Collected data:
= Beginning of Section =

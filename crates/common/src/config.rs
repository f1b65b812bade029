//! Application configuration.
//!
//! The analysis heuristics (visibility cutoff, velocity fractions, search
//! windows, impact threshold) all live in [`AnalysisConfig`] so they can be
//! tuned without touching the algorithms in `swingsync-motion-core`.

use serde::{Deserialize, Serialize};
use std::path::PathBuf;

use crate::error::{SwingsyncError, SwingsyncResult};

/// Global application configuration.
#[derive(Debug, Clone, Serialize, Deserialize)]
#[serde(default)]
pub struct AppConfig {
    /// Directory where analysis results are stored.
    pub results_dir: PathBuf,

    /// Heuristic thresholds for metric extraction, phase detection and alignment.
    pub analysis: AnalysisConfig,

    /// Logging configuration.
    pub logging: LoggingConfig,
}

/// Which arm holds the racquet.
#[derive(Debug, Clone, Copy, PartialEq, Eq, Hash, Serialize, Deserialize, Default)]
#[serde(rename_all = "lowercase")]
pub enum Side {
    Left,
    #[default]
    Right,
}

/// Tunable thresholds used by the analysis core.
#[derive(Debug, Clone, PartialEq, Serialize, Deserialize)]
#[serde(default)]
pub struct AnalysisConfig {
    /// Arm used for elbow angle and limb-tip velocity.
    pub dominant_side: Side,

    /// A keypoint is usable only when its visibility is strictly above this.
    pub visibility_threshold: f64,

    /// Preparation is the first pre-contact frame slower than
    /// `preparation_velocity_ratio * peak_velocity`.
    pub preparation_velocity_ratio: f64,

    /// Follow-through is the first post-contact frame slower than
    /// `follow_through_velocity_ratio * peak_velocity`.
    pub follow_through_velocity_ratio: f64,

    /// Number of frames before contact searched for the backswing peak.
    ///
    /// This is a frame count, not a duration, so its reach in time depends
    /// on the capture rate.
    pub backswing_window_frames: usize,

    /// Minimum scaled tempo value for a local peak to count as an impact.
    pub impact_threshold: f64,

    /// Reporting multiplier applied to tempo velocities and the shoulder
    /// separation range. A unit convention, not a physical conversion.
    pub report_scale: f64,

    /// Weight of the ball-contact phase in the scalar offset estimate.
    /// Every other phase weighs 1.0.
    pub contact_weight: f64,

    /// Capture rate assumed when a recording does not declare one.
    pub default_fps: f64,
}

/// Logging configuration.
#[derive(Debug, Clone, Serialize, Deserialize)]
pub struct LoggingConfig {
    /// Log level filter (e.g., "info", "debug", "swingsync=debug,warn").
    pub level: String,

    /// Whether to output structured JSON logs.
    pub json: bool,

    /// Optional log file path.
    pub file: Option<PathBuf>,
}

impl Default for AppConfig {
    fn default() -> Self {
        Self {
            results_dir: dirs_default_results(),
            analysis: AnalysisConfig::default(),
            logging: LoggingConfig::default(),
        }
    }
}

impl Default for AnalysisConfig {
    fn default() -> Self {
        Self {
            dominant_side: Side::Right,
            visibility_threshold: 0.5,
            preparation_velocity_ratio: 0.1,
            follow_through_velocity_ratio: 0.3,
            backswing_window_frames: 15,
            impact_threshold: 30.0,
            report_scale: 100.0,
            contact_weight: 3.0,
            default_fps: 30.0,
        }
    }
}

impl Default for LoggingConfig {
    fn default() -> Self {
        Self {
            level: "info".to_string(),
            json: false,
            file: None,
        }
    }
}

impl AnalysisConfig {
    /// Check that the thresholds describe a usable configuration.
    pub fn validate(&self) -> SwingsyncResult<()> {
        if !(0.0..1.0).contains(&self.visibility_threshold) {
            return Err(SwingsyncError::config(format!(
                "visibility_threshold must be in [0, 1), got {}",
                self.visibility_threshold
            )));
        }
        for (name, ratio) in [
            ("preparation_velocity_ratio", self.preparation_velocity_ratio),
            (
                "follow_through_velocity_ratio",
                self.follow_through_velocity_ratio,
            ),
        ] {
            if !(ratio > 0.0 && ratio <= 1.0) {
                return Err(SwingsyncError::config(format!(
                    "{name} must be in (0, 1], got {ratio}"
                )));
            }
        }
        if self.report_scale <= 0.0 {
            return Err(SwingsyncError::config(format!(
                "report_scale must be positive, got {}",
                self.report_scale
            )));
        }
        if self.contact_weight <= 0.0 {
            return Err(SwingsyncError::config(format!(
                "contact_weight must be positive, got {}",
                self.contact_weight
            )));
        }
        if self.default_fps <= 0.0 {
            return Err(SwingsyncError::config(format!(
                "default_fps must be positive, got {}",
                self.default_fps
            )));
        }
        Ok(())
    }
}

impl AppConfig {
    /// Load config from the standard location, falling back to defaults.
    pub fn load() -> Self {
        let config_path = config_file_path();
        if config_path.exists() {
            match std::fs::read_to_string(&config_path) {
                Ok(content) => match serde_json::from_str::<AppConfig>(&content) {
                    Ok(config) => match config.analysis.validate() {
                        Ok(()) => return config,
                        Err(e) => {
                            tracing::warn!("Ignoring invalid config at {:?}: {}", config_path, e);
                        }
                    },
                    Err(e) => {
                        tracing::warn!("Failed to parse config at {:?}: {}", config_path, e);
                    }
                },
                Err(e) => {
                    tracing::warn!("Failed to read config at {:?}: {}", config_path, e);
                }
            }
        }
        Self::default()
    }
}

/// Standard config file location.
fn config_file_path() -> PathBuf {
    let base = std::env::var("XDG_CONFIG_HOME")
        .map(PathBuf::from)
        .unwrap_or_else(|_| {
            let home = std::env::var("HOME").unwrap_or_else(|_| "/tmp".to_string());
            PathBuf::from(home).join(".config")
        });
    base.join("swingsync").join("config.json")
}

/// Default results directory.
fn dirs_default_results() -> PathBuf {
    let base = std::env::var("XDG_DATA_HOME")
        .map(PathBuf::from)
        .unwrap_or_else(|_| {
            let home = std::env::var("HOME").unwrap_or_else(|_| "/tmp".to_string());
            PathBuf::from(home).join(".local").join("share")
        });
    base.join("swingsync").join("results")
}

= End of Section =
= Beginning of Section =

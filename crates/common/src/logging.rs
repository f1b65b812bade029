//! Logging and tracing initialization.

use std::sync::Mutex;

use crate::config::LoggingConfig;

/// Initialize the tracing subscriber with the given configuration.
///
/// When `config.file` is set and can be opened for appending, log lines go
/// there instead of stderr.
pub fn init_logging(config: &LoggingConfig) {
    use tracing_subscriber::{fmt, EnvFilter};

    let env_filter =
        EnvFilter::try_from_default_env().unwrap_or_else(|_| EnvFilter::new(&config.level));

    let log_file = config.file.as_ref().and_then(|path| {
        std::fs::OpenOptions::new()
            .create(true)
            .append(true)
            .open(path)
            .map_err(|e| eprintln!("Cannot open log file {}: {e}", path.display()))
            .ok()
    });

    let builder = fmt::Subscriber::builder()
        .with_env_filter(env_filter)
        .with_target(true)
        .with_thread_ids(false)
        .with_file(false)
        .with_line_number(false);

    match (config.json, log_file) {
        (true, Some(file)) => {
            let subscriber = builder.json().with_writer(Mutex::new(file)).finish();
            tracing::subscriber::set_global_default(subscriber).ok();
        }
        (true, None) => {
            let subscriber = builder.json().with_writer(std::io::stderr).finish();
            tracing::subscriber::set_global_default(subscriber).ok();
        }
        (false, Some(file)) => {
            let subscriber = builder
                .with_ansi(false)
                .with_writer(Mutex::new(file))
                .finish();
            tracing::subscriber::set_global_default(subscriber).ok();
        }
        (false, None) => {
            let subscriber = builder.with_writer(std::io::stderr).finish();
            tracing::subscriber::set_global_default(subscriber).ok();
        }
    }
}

= End of Section =

→ Exercise objective: Display each line of the data where "SwingsyncResult" occurs.

→ Written solution:
use crate::error::{SwingsyncError, SwingsyncResult};
    pub fn validate(&self) -> SwingsyncResult<()> {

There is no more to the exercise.